(Record excerpts)

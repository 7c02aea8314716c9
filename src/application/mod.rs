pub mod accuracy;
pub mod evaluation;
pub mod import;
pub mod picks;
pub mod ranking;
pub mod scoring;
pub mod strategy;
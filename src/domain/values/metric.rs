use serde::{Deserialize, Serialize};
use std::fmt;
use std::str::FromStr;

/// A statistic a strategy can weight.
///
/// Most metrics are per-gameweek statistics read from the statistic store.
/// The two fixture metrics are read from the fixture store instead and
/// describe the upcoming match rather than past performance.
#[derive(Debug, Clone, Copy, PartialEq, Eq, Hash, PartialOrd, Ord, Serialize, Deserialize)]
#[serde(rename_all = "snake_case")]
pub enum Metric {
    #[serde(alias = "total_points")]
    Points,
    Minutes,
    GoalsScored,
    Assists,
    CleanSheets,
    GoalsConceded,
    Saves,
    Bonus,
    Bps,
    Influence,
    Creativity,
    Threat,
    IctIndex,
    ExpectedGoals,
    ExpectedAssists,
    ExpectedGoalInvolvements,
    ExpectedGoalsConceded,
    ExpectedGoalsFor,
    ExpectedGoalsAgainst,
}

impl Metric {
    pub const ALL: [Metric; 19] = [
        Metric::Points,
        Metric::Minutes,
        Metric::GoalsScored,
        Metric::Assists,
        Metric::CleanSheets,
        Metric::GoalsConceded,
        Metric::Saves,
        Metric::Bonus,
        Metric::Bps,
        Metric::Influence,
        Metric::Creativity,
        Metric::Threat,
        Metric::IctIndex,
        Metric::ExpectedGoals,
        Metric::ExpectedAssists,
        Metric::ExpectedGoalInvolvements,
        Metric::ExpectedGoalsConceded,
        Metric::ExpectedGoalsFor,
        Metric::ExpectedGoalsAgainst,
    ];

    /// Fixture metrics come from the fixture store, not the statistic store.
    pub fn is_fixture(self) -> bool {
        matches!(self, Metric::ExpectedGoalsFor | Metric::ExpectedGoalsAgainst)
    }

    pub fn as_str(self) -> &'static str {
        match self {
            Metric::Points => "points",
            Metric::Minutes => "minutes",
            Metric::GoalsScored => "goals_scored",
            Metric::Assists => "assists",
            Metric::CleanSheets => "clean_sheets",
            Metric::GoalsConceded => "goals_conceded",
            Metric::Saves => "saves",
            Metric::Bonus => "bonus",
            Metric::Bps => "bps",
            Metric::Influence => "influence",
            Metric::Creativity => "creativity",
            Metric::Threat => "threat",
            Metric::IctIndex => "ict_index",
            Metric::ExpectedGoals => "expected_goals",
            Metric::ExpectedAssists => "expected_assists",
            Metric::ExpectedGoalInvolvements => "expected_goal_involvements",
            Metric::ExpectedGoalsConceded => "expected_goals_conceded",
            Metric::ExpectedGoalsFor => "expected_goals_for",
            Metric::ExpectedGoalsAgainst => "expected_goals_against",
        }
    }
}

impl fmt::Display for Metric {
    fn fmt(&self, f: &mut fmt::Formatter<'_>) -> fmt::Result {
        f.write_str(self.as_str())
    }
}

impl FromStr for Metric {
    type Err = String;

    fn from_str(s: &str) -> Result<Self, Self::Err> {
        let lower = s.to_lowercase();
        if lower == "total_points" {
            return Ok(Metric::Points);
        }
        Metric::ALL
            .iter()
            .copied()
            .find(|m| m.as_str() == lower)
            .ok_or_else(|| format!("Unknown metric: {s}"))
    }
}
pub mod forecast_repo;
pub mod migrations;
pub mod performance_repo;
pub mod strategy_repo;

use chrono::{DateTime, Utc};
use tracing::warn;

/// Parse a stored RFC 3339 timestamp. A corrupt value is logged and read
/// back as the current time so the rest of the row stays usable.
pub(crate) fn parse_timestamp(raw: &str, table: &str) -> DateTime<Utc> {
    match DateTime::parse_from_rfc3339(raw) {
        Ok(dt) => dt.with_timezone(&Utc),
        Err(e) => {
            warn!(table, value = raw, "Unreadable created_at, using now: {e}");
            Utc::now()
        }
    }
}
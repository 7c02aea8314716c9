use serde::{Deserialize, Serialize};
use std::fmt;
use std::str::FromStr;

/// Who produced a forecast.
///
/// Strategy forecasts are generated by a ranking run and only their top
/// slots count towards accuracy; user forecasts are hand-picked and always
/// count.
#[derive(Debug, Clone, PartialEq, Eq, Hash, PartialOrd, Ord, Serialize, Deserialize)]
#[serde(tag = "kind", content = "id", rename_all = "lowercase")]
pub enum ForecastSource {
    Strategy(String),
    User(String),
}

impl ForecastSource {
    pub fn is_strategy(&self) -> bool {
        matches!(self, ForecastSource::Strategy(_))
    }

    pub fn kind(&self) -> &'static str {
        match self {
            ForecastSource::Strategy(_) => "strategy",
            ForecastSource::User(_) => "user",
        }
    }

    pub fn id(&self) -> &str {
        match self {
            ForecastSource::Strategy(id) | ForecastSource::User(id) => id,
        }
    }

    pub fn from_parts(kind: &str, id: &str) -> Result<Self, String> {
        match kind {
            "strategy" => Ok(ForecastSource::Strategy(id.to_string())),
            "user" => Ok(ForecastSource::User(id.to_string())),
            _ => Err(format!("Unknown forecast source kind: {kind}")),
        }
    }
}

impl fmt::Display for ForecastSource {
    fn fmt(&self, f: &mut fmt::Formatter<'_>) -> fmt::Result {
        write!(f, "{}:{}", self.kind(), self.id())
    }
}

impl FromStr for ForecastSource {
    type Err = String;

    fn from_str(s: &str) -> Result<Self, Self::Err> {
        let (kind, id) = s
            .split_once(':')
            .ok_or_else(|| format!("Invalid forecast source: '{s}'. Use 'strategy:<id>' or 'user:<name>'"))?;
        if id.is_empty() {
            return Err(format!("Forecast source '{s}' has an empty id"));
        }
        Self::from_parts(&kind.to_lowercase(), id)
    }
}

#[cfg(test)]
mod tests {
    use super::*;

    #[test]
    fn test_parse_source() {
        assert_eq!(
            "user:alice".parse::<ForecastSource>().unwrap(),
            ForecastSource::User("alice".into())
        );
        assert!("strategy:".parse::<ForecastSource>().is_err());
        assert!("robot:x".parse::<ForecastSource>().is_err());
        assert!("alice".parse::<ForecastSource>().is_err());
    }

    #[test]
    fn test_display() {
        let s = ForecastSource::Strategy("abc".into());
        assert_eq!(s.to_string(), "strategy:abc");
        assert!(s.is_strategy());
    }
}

(End Record excerpts)

# Requirement:
Reproduce the entries above in full by retyping them exactly.

# Exercise response:
repository 7c02aea8314716c9
filename src/application/mod.rs
pub mod accuracy;
pub mod evaluation;
pub mod import;
pub mod picks;
pub mod ranking;
pub mod scoring;
pub mod strategy;
filename src/domain/values/metric.rs
use serde::{Deserialize, Serialize};
use std::fmt;
use std::str::FromStr;

/// A statistic a strategy can weight.
///
/// Most metrics are per-gameweek statistics read from the statistic store.
/// The two fixture metrics are read from the fixture store instead and
/// describe the upcoming match rather than past performance.
#[derive(Debug, Clone, Copy, PartialEq, Eq, Hash, PartialOrd, Ord, Serialize, Deserialize)]
#[serde(rename_all = "snake_case")]
pub enum Metric {
    #[serde(alias = "total_points")]
    Points,
    Minutes,
    GoalsScored,
    Assists,
    CleanSheets,
    GoalsConceded,
    Saves,
    Bonus,
    Bps,
    Influence,
    Creativity,
    Threat,
    IctIndex,
    ExpectedGoals,
    ExpectedAssists,
    ExpectedGoalInvolvements,
    ExpectedGoalsConceded,
    ExpectedGoalsFor,
    ExpectedGoalsAgainst,
}

impl Metric {
    pub const ALL: [Metric; 19] = [
        Metric::Points,
        Metric::Minutes,
        Metric::GoalsScored,
        Metric::Assists,
        Metric::CleanSheets,
        Metric::GoalsConceded,
        Metric::Saves,
        Metric::Bonus,
        Metric::Bps,
        Metric::Influence,
        Metric::Creativity,
        Metric::Threat,
        Metric::IctIndex,
        Metric::ExpectedGoals,
        Metric::ExpectedAssists,
        Metric::ExpectedGoalInvolvements,
        Metric::ExpectedGoalsConceded,
        Metric::ExpectedGoalsFor,
        Metric::ExpectedGoalsAgainst,
    ];

    /// Fixture metrics come from the fixture store, not the statistic store.
    pub fn is_fixture(self) -> bool {
        matches!(self, Metric::ExpectedGoalsFor | Metric::ExpectedGoalsAgainst)
    }

    pub fn as_str(self) -> &'static str {
        match self {
            Metric::Points => "points",
            Metric::Minutes => "minutes",
            Metric::GoalsScored => "goals_scored",
            Metric::Assists => "assists",
            Metric::CleanSheets => "clean_sheets",
            Metric::GoalsConceded => "goals_conceded",
            Metric::Saves => "saves",
            Metric::Bonus => "bonus",
            Metric::Bps => "bps",
            Metric::Influence => "influence",
            Metric::Creativity => "creativity",
            Metric::Threat => "threat",
            Metric::IctIndex => "ict_index",
            Metric::ExpectedGoals => "expected_goals",
            Metric::ExpectedAssists => "expected_assists",
            Metric::ExpectedGoalInvolvements => "expected_goal_involvements",
            Metric::ExpectedGoalsConceded => "expected_goals_conceded",
            Metric::ExpectedGoalsFor => "expected_goals_for",
            Metric::ExpectedGoalsAgainst => "expected_goals_against",
        }
    }
}

impl fmt::Display for Metric {
    fn fmt(&self, f: &mut fmt::Formatter<'_>) -> fmt::Result {
        f.write_str(self.as_str())
    }
}

impl FromStr for Metric {
    type Err = String;

    fn from_str(s: &str) -> Result<Self, Self::Err> {
        let lower = s.to_lowercase();
        if lower == "total_points" {
            return Ok(Metric::Points);
        }
        Metric::ALL
            .iter()
            .copied()
            .find(|m| m.as_str() == lower)
            .ok_or_else(|| format!("Unknown metric: {s}"))
    }
}
pub mod forecast_repo;
pub mod migrations;
pub mod performance_repo;
pub mod strategy_repo;

use chrono::{DateTime, Utc};
use tracing::warn;

/// Parse a stored RFC 3339 timestamp. A corrupt value is logged and read
/// back as the current time so the rest of the row stays usable.
pub(crate) fn parse_timestamp(raw: &str, table: &str) -> DateTime<Utc> {
    match DateTime::parse_from_rfc3339(raw) {
        Ok(dt) => dt.with_timezone(&Utc),
        Err(e) => {
            warn!(table, value = raw, "Unreadable created_at, using now: {e}");
            Utc::now()
        }
    }
}
repository 7c02aea8314716c9
use serde::{Deserialize, Serialize};
use std::fmt;
use std::str::FromStr;

/// Who produced a forecast.
///
/// Strategy forecasts are generated by a ranking run and only their top
/// slots count towards accuracy; user forecasts are hand-picked and always
/// count.
#[derive(Debug, Clone, PartialEq, Eq, Hash, PartialOrd, Ord, Serialize, Deserialize)]
#[serde(tag = "kind", content = "id", rename_all = "lowercase")]
pub enum ForecastSource {
    Strategy(String),
    User(String),
}

impl ForecastSource {
    pub fn is_strategy(&self) -> bool {
        matches!(self, ForecastSource::Strategy(_))
    }

    pub fn kind(&self) -> &'static str {
        match self {
            ForecastSource::Strategy(_) => "strategy",
            ForecastSource::User(_) => "user",
        }
    }

    pub fn id(&self) -> &str {
        match self {
            ForecastSource::Strategy(id) | ForecastSource::User(id) => id,
        }
    }

    pub fn from_parts(kind: &str, id: &str) -> Result<Self, String> {
        match kind {
            "strategy" => Ok(ForecastSource::Strategy(id.to_string())),
            "user" => Ok(ForecastSource::User(id.to_string())),
            _ => Err(format!("Unknown forecast source kind: {kind}")),
        }
    }
}

impl fmt::Display for ForecastSource {
    fn fmt(&self, f: &mut fmt::Formatter<'_>) -> fmt::Result {
        write!(f, "{}:{}", self.kind(), self.id())
    }
}

impl FromStr for ForecastSource {
    type Err = String;

    fn from_str(s: &str) -> Result<Self, Self::Err> {
        let (kind, id) = s
            .split_once(':')
            .ok_or_else(|| format!("Invalid forecast source: '{s}'. Use 'strategy:<id>' or 'user:<name>'"))?;
        if id.is_empty() {
            return Err(format!("Forecast source '{s}' has an empty id"));
        }
        Self::from_parts(&kind.to_lowercase(), id)
    }
}

#[cfg(test)]
mod tests {
    use super::*;

    #[test]
    fn test_parse_source() {
        assert_eq!(
            "user:alice".parse::<ForecastSource>().unwrap(),
            ForecastSource::User("alice".into())
        );
        assert!("strategy:".parse::<ForecastSource>().is_err());
        assert!("robot:x".parse::<ForecastSource>().is_err());
        assert!("alice".parse::<ForecastSource>().is_err());
    }

    #[test]
    fn test_display() {
        let s = ForecastSource::Strategy("abc".into());
        assert_eq!(s.to_string(), "strategy:abc");
        assert!(s.is_strategy());
    }
}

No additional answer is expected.